W ubiegły piątek na komendę policji w Łańcucie zgłosił się 26-latek. Zeznał, że skontaktował się z nim rzekomy przedstawiciel banku, w którym 26-latek miał założone konto. Dzwoniący poinformował, że na jego dane osobowe został wzięty kredyt. Wspomniał też o konieczności zabezpieczenia konta bankowego. Następnie polecił oczekiwać na połączenie z działem technicznym.
Po chwili na telefonie mężczyzny wyświetlił się komunikat z numerem infolinii banku. Również i w tym przypadku dzwoniąca osoba przedstawiła się jako pracownik banku. Tym razem była to jednak kobieta, która przekonywała 26-latka do przelania „zagrożonych” pieniędzy na nowe konto. Mężczyzna w końcu uległ i zgodził się na wykonanie całej finansowej operacji. W sumie z jednego konta na drugie przelano prawie 30 tysięcy złotych.

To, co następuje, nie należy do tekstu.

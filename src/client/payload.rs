use serde::{Deserialize, Serialize};

/// Query parameters of a condition list request
#[derive(Debug, Clone, Default, PartialEq, Serialize, Deserialize)]
pub struct ConditionQuery {
    /// Exclusive upper bound on returned timestamps
    pub end_time: i64,
    /// Comma-separated level letters, e.g. "i,w,c"
    pub condition_level: String,
    /// Inclusive lower bound on returned timestamps
    #[serde(skip_serializing_if = "Option::is_none")]
    pub start_time: Option<i64>,
    #[serde(skip_serializing_if = "Option::is_none")]
    pub limit: Option<usize>,
}

impl ConditionQuery {
    pub fn new(end_time: i64, condition_level: impl Into<String>) -> Self {
        Self {
            end_time,
            condition_level: condition_level.into(),
            start_time: None,
            limit: None,
        }
    }

    pub fn with_start_time(mut self, start_time: i64) -> Self {
        self.start_time = Some(start_time);
        self
    }

    pub fn with_limit(mut self, limit: usize) -> Self {
        self.limit = Some(limit);
        self
    }

    /// URL query string for this request
    pub fn to_query_string(&self) -> Result<String, serde_urlencoded::ser::Error> {
        serde_urlencoded::to_string(self)
    }
}

/// Query parameters of a graph request
#[derive(Debug, Clone, Copy, PartialEq, Eq, Serialize, Deserialize)]
pub struct GraphQuery {
    /// Start of the graph window (Unix seconds)
    pub date: i64,
}

/// One element of a condition list response
#[derive(Debug, Clone, PartialEq, Serialize, Deserialize)]
pub struct ConditionEntry {
    #[serde(rename = "jia_isu_uuid")]
    pub entity_uuid: String,
    #[serde(rename = "isu_name")]
    pub entity_name: String,
    pub timestamp: i64,
    pub is_sitting: bool,
    pub condition: String,
    pub condition_level: String,
    pub message: String,
}

/// One hourly bucket of a graph response
#[derive(Debug, Clone, PartialEq, Serialize, Deserialize)]
pub struct GraphBucket {
    pub start_at: i64,
    pub end_at: i64,
    /// Absent when the target had too little data to compute an aggregate
    #[serde(default)]
    pub data: Option<GraphData>,
    /// Timestamps of the conditions in the bucket, oldest first
    #[serde(default)]
    pub condition_timestamps: Vec<i64>,
}

#[derive(Debug, Clone, PartialEq, Serialize, Deserialize)]
pub struct GraphData {
    pub score: i64,
    pub sitting: i64,
    #[serde(default)]
    pub detail: GraphDetail,
}

/// Per-flag breakdown. Missing keys read as `false`.
#[derive(Debug, Clone, Copy, Default, PartialEq, Eq, Serialize, Deserialize)]
#[serde(default)]
pub struct GraphDetail {
    pub is_dirty: bool,
    pub is_overweight: bool,
    pub is_broken: bool,
    pub missing_data: bool,
}

/// One category of a trend response
#[derive(Debug, Clone, PartialEq, Serialize, Deserialize)]
pub struct TrendEntry {
    #[serde(rename = "character")]
    pub category: String,
    #[serde(default)]
    pub conditions: Vec<TrendCondition>,
}

/// Latest condition of one entity within a trend category
#[derive(Debug, Clone, PartialEq, Serialize, Deserialize)]
pub struct TrendCondition {
    #[serde(rename = "isu_id")]
    pub entity_id: i64,
    pub timestamp: i64,
    pub condition_level: String,
}

/// One element of a user's entity list response
#[derive(Debug, Clone, PartialEq, Serialize, Deserialize)]
pub struct EntitySummary {
    pub id: i64,
    #[serde(rename = "jia_isu_uuid")]
    pub uuid: String,
    pub name: String,
    #[serde(rename = "character")]
    pub category: String,
}
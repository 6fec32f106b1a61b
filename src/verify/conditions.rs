use super::{seek_expected, Strictness, Verifier};
use crate::client::{ConditionEntry, ConditionQuery, ObservedResponse};
use crate::condition::{ConditionLevel, ConditionRecord, CursorKey};
use crate::entity::Entity;
use crate::verdict::VerifyError;
use std::fmt::Debug;
use tracing::debug;

impl Verifier {
    /// Verify a condition list response of one entity.
    ///
    /// Entries must be strictly newest first, stay within the limit and the
    /// query window, and each must match a record the harness saw accepted.
    /// In `Prepare` mode the response must also be complete.
    pub fn verify_conditions(
        &self,
        res: &ObservedResponse,
        entity_uuid: &str,
        query: &ConditionQuery,
        entries: &[ConditionEntry],
        strictness: Strictness,
    ) -> Result<(), VerifyError> {
        let limit = query
            .limit
            .unwrap_or(self.config().verify.condition_limit);
        if entries.len() > limit {
            return Err(VerifyError::invalid(
                res,
                format!("{} conditions returned, limit is {}", entries.len(), limit),
            ));
        }

        if let (Some(start_time), Some(oldest)) = (query.start_time, entries.last()) {
            if oldest.timestamp < start_time {
                return Err(VerifyError::invalid(
                    res,
                    format!(
                        "condition at {} is older than start_time {}",
                        oldest.timestamp, start_time
                    ),
                ));
            }
        }

        let filter = ConditionLevel::parse_filter(&query.condition_level);
        let entity = self.entity_by_uuid(entity_uuid)?;

        let result = entity.with_conditions(|store| {
            let mut cursor = store.lower_bound(filter, query.end_time);

            let mut newer: Option<CursorKey> = None;
            for entry in entries {
                let key = CursorKey::new(entry.timestamp);
                if let Some(newer) = newer {
                    if !key.less(&newer) {
                        return Err(VerifyError::ordering(
                            res,
                            format!(
                                "condition at {} follows condition at {}",
                                entry.timestamp, newer.timestamp_unix
                            ),
                        ));
                    }
                }
                newer = Some(key);

                let expected =
                    seek_expected(res, &mut cursor, entry.timestamp, strictness, |_| true)?;
                compare_entry(res, &entity, expected, entry)?;
            }

            // A short page is only complete if nothing else matches the query
            if strictness == Strictness::Prepare && entries.len() < limit {
                if let Some(next) = cursor.prev() {
                    let in_window = query
                        .start_time
                        .map_or(true, |start| start <= next.timestamp_unix());
                    if in_window {
                        return Err(VerifyError::invalid(
                            res,
                            format!(
                                "{} conditions returned but condition at {} also matches",
                                entries.len(),
                                next.timestamp_unix()
                            ),
                        ));
                    }
                }
            }
            Ok(())
        });

        if let Err(err) = &result {
            debug!(uuid = %entity_uuid, error = %err, "Condition list verification failed");
        }
        result
    }
}

/// Field-by-field comparison of a matched record and the response entry.
fn compare_entry(
    res: &ObservedResponse,
    entity: &Entity,
    expected: &ConditionRecord,
    actual: &ConditionEntry,
) -> Result<(), VerifyError> {
    let ts = actual.timestamp;

    let condition = expected.condition_string();
    if actual.condition != condition {
        return Err(field_mismatch(res, ts, "condition", &actual.condition, &condition));
    }
    if actual.condition_level != expected.level_label() {
        return Err(field_mismatch(
            res,
            ts,
            "condition_level",
            &actual.condition_level,
            expected.level_label(),
        ));
    }
    if actual.is_sitting != expected.is_sitting() {
        return Err(field_mismatch(
            res,
            ts,
            "is_sitting",
            actual.is_sitting,
            expected.is_sitting(),
        ));
    }
    if actual.entity_uuid != entity.uuid {
        return Err(field_mismatch(res, ts, "jia_isu_uuid", &actual.entity_uuid, &entity.uuid));
    }
    if actual.message != expected.message() {
        return Err(field_mismatch(res, ts, "message", &actual.message, expected.message()));
    }
    if actual.entity_name != entity.name {
        return Err(field_mismatch(res, ts, "isu_name", &actual.entity_name, &entity.name));
    }
    Ok(())
}

fn field_mismatch(
    res: &ObservedResponse,
    timestamp: i64,
    field: &str,
    actual: impl Debug,
    expected: impl Debug,
) -> VerifyError {
    VerifyError::mismatch(
        res,
        format!(
            "condition at {}: {} is {:?}, expected {:?}",
            timestamp, field, actual, expected
        ),
    )
}
use serde::Deserialize;

/// Self-check driver knobs. Env vars override file values.
#[derive(Debug, Clone, Deserialize)]
pub struct SimulationConfig {
    #[serde(default = "default_entities")]
    pub entities: usize,
    #[serde(default = "default_conditions_per_entity")]
    pub conditions_per_entity: usize,
    #[serde(default = "default_validators")]
    pub validators: usize,
    /// Timestamp of the first simulated condition (Unix seconds)
    #[serde(default = "default_start_unix")]
    pub start_unix: i64,
    /// Spacing between consecutive conditions of one entity (seconds)
    #[serde(default = "default_interval_seconds")]
    pub interval_seconds: i64,
}

fn default_entities() -> usize {
    25
}

fn default_conditions_per_entity() -> usize {
    240
}

fn default_validators() -> usize {
    4
}

fn default_start_unix() -> i64 {
    // 2021-08-01T00:00:00Z
    1_627_776_000
}

fn default_interval_seconds() -> i64 {
    60
}

impl Default for SimulationConfig {
    fn default() -> Self {
        Self {
            entities: default_entities(),
            conditions_per_entity: default_conditions_per_entity(),
            validators: default_validators(),
            start_unix: default_start_unix(),
            interval_seconds: default_interval_seconds(),
        }
    }
}

impl SimulationConfig {
    /// Apply env var overrides, keeping current values for unset or unparsable vars.
    pub fn apply_env(mut self) -> Self {
        if let Some(n) = env_parse::<usize>("LOADCHECK_ENTITIES") {
            self.entities = n;
        }
        if let Some(n) = env_parse::<usize>("LOADCHECK_CONDITIONS_PER_ENTITY") {
            self.conditions_per_entity = n;
        }
        if let Some(n) = env_parse::<usize>("LOADCHECK_VALIDATORS") {
            self.validators = n;
        }
        if let Some(n) = env_parse::<i64>("LOADCHECK_START_UNIX") {
            self.start_unix = n;
        }
        if let Some(n) = env_parse::<i64>("LOADCHECK_INTERVAL_SECONDS") {
            self.interval_seconds = n;
        }
        self
    }

    /// Timestamp one past the last simulated condition
    pub fn end_unix(&self) -> i64 {
        self.start_unix + self.interval_seconds * self.conditions_per_entity as i64
    }
}

fn env_parse<T: std::str::FromStr>(key: &str) -> Option<T> {
    std::env::var(key).ok()?.parse().ok()
}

Policja apeluje o czujność
Policjanci z Podkarpacia wciąż przypominają, by zachowywać szczególną czujność przy rozmowach telefonicznych, w których nieznana nam osoba porusza tematy związane z finansami. Warto też pamiętać, że rozmawiający z klientem pracownik banku nie może go poprosić o dokonanie przelewu lub instalacji jakichkolwiek aplikacji. Nie będzie tez pytał o loginy i hasła, które dają dostęp do bankowości internetowej.
Jeśli nabieramy podczas rozmowy telefonicznej jakichkolwiek wątpliwości, co do intencji rozmówcy, należy natychmiast przerwać połączenie. Dodatkowo można również odszukać numer telefonu na stronie danej instytucji i zasięgnąć wszelkich niezbędnych informacji.